The researchers pointed out that the prevention and treatment of overweight and obesity on a population-wide basis “are challenging.”
“Population-based strategies that improve social and physical environmental contexts for healthful eating and physical activity are complementary to clinical preventive strategies and to treatment programs for those who are already obese,” the researchers noted. “Enhanced efforts to provide environmental interventions may lead to improved health and to future decreases in the prevalence of obesity.”
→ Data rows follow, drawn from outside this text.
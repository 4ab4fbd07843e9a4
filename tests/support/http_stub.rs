use std::collections::HashMap;
use std::io::{Read, Write};
use std::net::{SocketAddr, TcpListener, TcpStream};
use std::sync::atomic::{AtomicBool, Ordering};
use std::sync::{Arc, Mutex};
use std::thread::{self, JoinHandle};

#[derive(Clone, Debug)]
pub struct Recorded {
    pub method: String,
    pub path: String,
    pub headers: String,
    pub body: String,
}

#[derive(Clone)]
struct Canned {
    status: u16,
    body: String,
}

/// Minimal HTTP/1.1 server answering canned JSON per `METHOD /path`.
pub struct StubServer {
    addr: SocketAddr,
    routes: Arc<Mutex<HashMap<String, Canned>>>,
    requests: Arc<Mutex<Vec<Recorded>>>,
    stop: Arc<AtomicBool>,
    handle: Option<JoinHandle<()>>,
}

impl StubServer {
    pub fn start() -> Self {
        let listener = TcpListener::bind("127.0.0.1:0").expect("bind stub server");
        let addr = listener.local_addr().expect("stub addr");
        let routes: Arc<Mutex<HashMap<String, Canned>>> = Arc::default();
        let requests: Arc<Mutex<Vec<Recorded>>> = Arc::default();
        let stop = Arc::new(AtomicBool::new(false));
        let handle = {
            let routes = Arc::clone(&routes);
            let requests = Arc::clone(&requests);
            let stop = Arc::clone(&stop);
            thread::spawn(move || {
                for stream in listener.incoming() {
                    if stop.load(Ordering::SeqCst) {
                        break;
                    }
                    let Ok(stream) = stream else { continue };
                    let routes = Arc::clone(&routes);
                    let requests = Arc::clone(&requests);
                    thread::spawn(move || handle_connection(stream, &routes, &requests));
                }
            })
        };
        Self {
            addr,
            routes,
            requests,
            stop,
            handle: Some(handle),
        }
    }

    /// Base URL including the `/api` prefix.
    pub fn base_url(&self) -> String {
        format!("http://{}/api", self.addr)
    }

    pub fn route(&self, method: &str, path: &str, status: u16, body: &str) {
        self.routes.lock().unwrap().insert(
            format!("{method} /api{path}"),
            Canned {
                status,
                body: body.to_string(),
            },
        );
    }

    pub fn requests(&self) -> Vec<Recorded> {
        self.requests.lock().unwrap().clone()
    }

    pub fn hits(&self, method: &str, path: &str) -> usize {
        let full = format!("/api{path}");
        self.requests()
            .iter()
            .filter(|r| r.method == method && r.path == full)
            .count()
    }
}

impl Drop for StubServer {
    fn drop(&mut self) {
        self.stop.store(true, Ordering::SeqCst);
        let _ = TcpStream::connect(self.addr);
        if let Some(handle) = self.handle.take() {
            let _ = handle.join();
        }
    }
}

fn handle_connection(
    mut stream: TcpStream,
    routes: &Mutex<HashMap<String, Canned>>,
    requests: &Mutex<Vec<Recorded>>,
) {
    let Some(request) = read_request(&mut stream) else {
        return;
    };
    let key = format!("{} {}", request.method, request.path);
    let canned = routes.lock().unwrap().get(&key).cloned().unwrap_or(Canned {
        status: 404,
        body: r#"{"message":"Not found"}"#.to_string(),
    });
    requests.lock().unwrap().push(request);
    let response = format!(
        "HTTP/1.1 {} {}\r\nContent-Type: application/json\r\nContent-Length: {}\r\nConnection: close\r\n\r\n{}",
        canned.status,
        reason(canned.status),
        canned.body.len(),
        canned.body
    );
    let _ = stream.write_all(response.as_bytes());
}

fn read_request(stream: &mut TcpStream) -> Option<Recorded> {
    let mut raw = Vec::new();
    let mut buf = [0u8; 4096];
    let header_end = loop {
        let read = stream.read(&mut buf).ok()?;
        if read == 0 {
            return None;
        }
        raw.extend_from_slice(&buf[..read]);
        if let Some(pos) = raw.windows(4).position(|w| w == b"\r\n\r\n") {
            break pos;
        }
    };
    let headers = String::from_utf8_lossy(&raw[..header_end]).to_string();
    let length = headers
        .lines()
        .find_map(|line| {
            let (name, value) = line.split_once(':')?;
            name.eq_ignore_ascii_case("content-length")
                .then(|| value.trim().parse::<usize>().ok())
                .flatten()
        })
        .unwrap_or(0);
    while raw.len() < header_end + 4 + length {
        let read = stream.read(&mut buf).ok()?;
        if read == 0 {
            break;
        }
        raw.extend_from_slice(&buf[..read]);
    }
    let mut request_line = headers.lines().next()?.split_whitespace();
    let method = request_line.next()?.to_string();
    let target = request_line.next()?;
    let path = target.split('?').next().unwrap_or(target).to_string();
    let body_start = (header_end + 4).min(raw.len());
    Some(Recorded {
        method,
        path,
        headers,
        body: String::from_utf8_lossy(&raw[body_start..]).to_string(),
    })
}

fn reason(status: u16) -> &'static str {
    match status {
        200 => "OK",
        201 => "Created",
        204 => "No Content",
        400 => "Bad Request",
        401 => "Unauthorized",
        403 => "Forbidden",
        404 => "Not Found",
        _ => "Status",
    }
}
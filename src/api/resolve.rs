//! Reduce a heterogeneous failure payload to one user-facing message.

use serde_json::Value;

use super::ApiFailure;

/// Candidate locations, highest priority first.
const MESSAGE_POINTERS: [&str; 5] = [
    "/response/data/message",
    "/response/data/data/userMessage",
    "/response/data/data/message",
    "/response/data/error",
    "/message",
];

/// Which operation failed; selects the fallback message.
#[derive(Clone, Copy, Debug, PartialEq, Eq)]
pub enum FailureContext {
    Training,
    Prediction,
    DatasetDetails,
    ModelDetails,
    DeleteDataset,
    DeleteModel,
    Upload,
    Refresh,
    Login,
    Register,
}

impl FailureContext {
    pub fn fallback(self) -> &'static str {
        match self {
            Self::Training => "Training failed",
            Self::Prediction => "Prediction failed",
            Self::DatasetDetails => "Failed to load dataset details",
            Self::ModelDetails => "Failed to load model details",
            Self::DeleteDataset => "Delete failed",
            Self::DeleteModel => "Failed to delete model",
            Self::Upload => "Upload failed",
            Self::Refresh => "Failed to load data",
            Self::Login => "Login failed",
            Self::Register => "Registration failed",
        }
    }
}

/// Resolve an [`ApiFailure`] to the message shown for `context`.
pub fn resolve(failure: &ApiFailure, context: FailureContext) -> String {
    resolve_payload(&failure.to_payload(), context.fallback())
}

/// Walk the priority chain over an arbitrary payload, falling back to `fallback`.
pub fn resolve_payload(payload: &Value, fallback: &str) -> String {
    MESSAGE_POINTERS
        .iter()
        .filter_map(|pointer| payload.pointer(pointer))
        .filter_map(Value::as_str)
        .map(str::trim)
        .find(|candidate| !candidate.is_empty())
        .unwrap_or(fallback)
        .to_string()
}
#![allow(dead_code)]

pub mod http_stub;
pub mod xaiflow_env;
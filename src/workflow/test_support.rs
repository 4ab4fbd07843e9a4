use std::collections::{HashMap, HashSet};
use std::sync::mpsc::{self, Receiver, Sender};
use std::sync::{Arc, Mutex};
use std::time::Duration;

use serde_json::{Value, json};

use crate::api::{
    ApiFailure, AuthResponse, Dataset, DatasetId, Explanation, InputData, LoginRequest,
    MemorySession, MlBackend, Model, ModelId, ModelType, PredictionResult, RegisterRequest,
    Session, TrainingRequest,
};
use crate::config::ClientConfig;

use super::WorkbenchController;

pub(super) const WAIT: Duration = Duration::from_secs(5);

/// Scripted backend. Unscripted calls succeed with small canned payloads.
#[derive(Default)]
pub(super) struct FakeBackend {
    failures: Mutex<HashMap<&'static str, ApiFailure>>,
    gates: Mutex<HashMap<&'static str, Receiver<()>>>,
    panics: Mutex<HashSet<&'static str>>,
    calls: Mutex<Vec<String>>,
    trained: Mutex<Vec<TrainingRequest>>,
    predicted_inputs: Mutex<Vec<InputData>>,
}

impl FakeBackend {
    pub(super) fn new() -> Arc<Self> {
        Arc::new(Self::default())
    }

    /// Make every later call to `call` fail with `failure`.
    pub(super) fn fail(&self, call: &'static str, failure: ApiFailure) {
        self.failures.lock().unwrap().insert(call, failure);
    }

    pub(super) fn succeed(&self, call: &'static str) {
        self.failures.lock().unwrap().remove(call);
    }

    /// Make every later call to `call` panic on the worker thread.
    pub(super) fn panic_on(&self, call: &'static str) {
        self.panics.lock().unwrap().insert(call);
    }

    /// Block the next `call` until the returned sender fires (or is dropped).
    pub(super) fn gate(&self, call: &'static str) -> Sender<()> {
        let (tx, rx) = mpsc::channel();
        self.gates.lock().unwrap().insert(call, rx);
        tx
    }

    pub(super) fn calls(&self) -> Vec<String> {
        self.calls.lock().unwrap().clone()
    }

    pub(super) fn count(&self, call: &str) -> usize {
        self.calls().iter().filter(|c| c.as_str() == call).count()
    }

    pub(super) fn trained(&self) -> Vec<TrainingRequest> {
        self.trained.lock().unwrap().clone()
    }

    pub(super) fn predicted_inputs(&self) -> Vec<InputData> {
        self.predicted_inputs.lock().unwrap().clone()
    }

    fn enter(&self, call: &'static str) -> Result<(), ApiFailure> {
        self.calls.lock().unwrap().push(call.to_string());
        let gate = self.gates.lock().unwrap().remove(call);
        if let Some(gate) = gate {
            let _ = gate.recv();
        }
        let panics = self.panics.lock().unwrap().contains(call);
        if panics {
            panic!("backend exploded during {call}");
        }
        match self.failures.lock().unwrap().get(call) {
            Some(failure) => Err(failure.clone()),
            None => Ok(()),
        }
    }
}

pub(super) fn dataset(id: DatasetId) -> Dataset {
    Dataset {
        id,
        file_name: format!("dataset-{id}.csv"),
        upload_date: Some("2024-05-01T10:00:00".to_string()),
        row_count: Some(100),
        headers: vec!["age".into(), "income".into(), "approved".into()],
    }
}

pub(super) fn model(id: ModelId) -> Model {
    Model {
        id,
        model_name: format!("model-{id}"),
        model_type: ModelType::Classification,
        target_variable: "approved".into(),
        feature_names: vec!["age".into(), "income".into()],
        accuracy: Some(0.9),
        training_date: None,
    }
}

impl MlBackend for FakeBackend {
    fn login(&self, request: &LoginRequest) -> Result<AuthResponse, ApiFailure> {
        self.enter("login")?;
        Ok(AuthResponse {
            access_token: format!("token-for-{}", request.username),
            user_id: Some(1),
            username: Some(request.username.clone()),
        })
    }

    fn register(&self, _request: &RegisterRequest) -> Result<(), ApiFailure> {
        self.enter("register")
    }

    fn list_datasets(&self) -> Result<Value, ApiFailure> {
        self.enter("list_datasets")?;
        Ok(json!([
            { "id": 1, "fileName": "dataset-1.csv", "headers": ["age", "income", "approved"] }
        ]))
    }

    fn get_dataset(&self, id: DatasetId) -> Result<Dataset, ApiFailure> {
        self.enter("get_dataset")?;
        Ok(dataset(id))
    }

    fn upload_dataset(&self, _file_name: &str, _contents: &[u8]) -> Result<(), ApiFailure> {
        self.enter("upload_dataset")
    }

    fn delete_dataset(&self, _id: DatasetId) -> Result<(), ApiFailure> {
        self.enter("delete_dataset")
    }

    fn list_models(&self) -> Result<Value, ApiFailure> {
        self.enter("list_models")?;
        Ok(json!([{
            "id": 7,
            "modelName": "model-7",
            "modelType": "REGRESSION",
            "targetVariable": "income",
            "featureNames": ["age"]
        }]))
    }

    fn get_model(&self, id: ModelId) -> Result<Model, ApiFailure> {
        self.enter("get_model")?;
        Ok(model(id))
    }

    fn train_model(&self, request: &TrainingRequest) -> Result<Model, ApiFailure> {
        self.trained.lock().unwrap().push(request.clone());
        self.enter("train_model")?;
        Ok(model(42))
    }

    fn predict(&self, _id: ModelId, input: &InputData) -> Result<PredictionResult, ApiFailure> {
        self.predicted_inputs.lock().unwrap().push(input.clone());
        self.enter("predict")?;
        Ok(PredictionResult {
            prediction: "1".into(),
            confidence: Some(0.75),
            probabilities: None,
        })
    }

    fn explain(&self, _id: ModelId, input: &InputData) -> Result<Explanation, ApiFailure> {
        self.enter("explain")?;
        Ok(Explanation {
            explanation_text: "Age mattered most".into(),
            feature_contributions: Vec::new(),
            input_data: input.clone(),
        })
    }

    fn delete_model(&self, _id: ModelId) -> Result<(), ApiFailure> {
        self.enter("delete_model")
    }
}

pub(super) fn controller_with(
    backend: &Arc<FakeBackend>,
    config: ClientConfig,
) -> (WorkbenchController, Arc<MemorySession>) {
    let session = Arc::new(MemorySession::new(Some("seed-token".to_string())));
    let controller = WorkbenchController::new(
        Arc::clone(backend) as Arc<dyn MlBackend>,
        Arc::clone(&session) as Arc<dyn Session>,
        &config,
    );
    (controller, session)
}

pub(super) fn controller(backend: &Arc<FakeBackend>) -> (WorkbenchController, Arc<MemorySession>) {
    controller_with(backend, ClientConfig::default())
}

/// Select dataset 1 and fill in a valid configuration.
pub(super) fn configure(controller: &mut WorkbenchController) {
    controller.select_dataset(1);
    assert!(controller.wait_until_idle(WAIT));
    let builder = controller.configuration_mut();
    builder.set_model_name("loan model");
    builder.set_target("approved");
    builder.toggle_feature("age");
}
In an accompanying editorial in the Jan. 20 issue of JAMA, J. Michael Gaziano, M.D., M.P.H., of the Massachusetts Veterans Research and Information Center; VA Boston Healthcare Systems; Brigham and Women’s Hospital, Boston, and contributing editor, JAMA, cautioned that while the study may provide some good news as far as trends, overweight and obesity remains a serious problem in the United States.
“But even if these trends can be maintained, 68% of U.S. adults are overweight or obese, and almost 32% of school-aged children and adolescents are at or above the 85th percentile of B.M.I. for age,” Mr. Gaziano said. “Given the risk of obesity-related major health problems, a massive public health campaign to raise awareness about the effects of overweight and obesity is necessary. Such campaigns have been successful in communicating the dangers of smoking, hypertension, and dyslipidemia; educating physicians, other clinicians, and the public has yielded significant returns.
“Major research initiatives are needed to identify better management and treatment options. The longer the delay in taking aggressive action, the higher the likelihood that the significant progress achieved in decreasing chronic disease rates during the last 40 years will be negated, possibly even with a decrease in life expectancy.”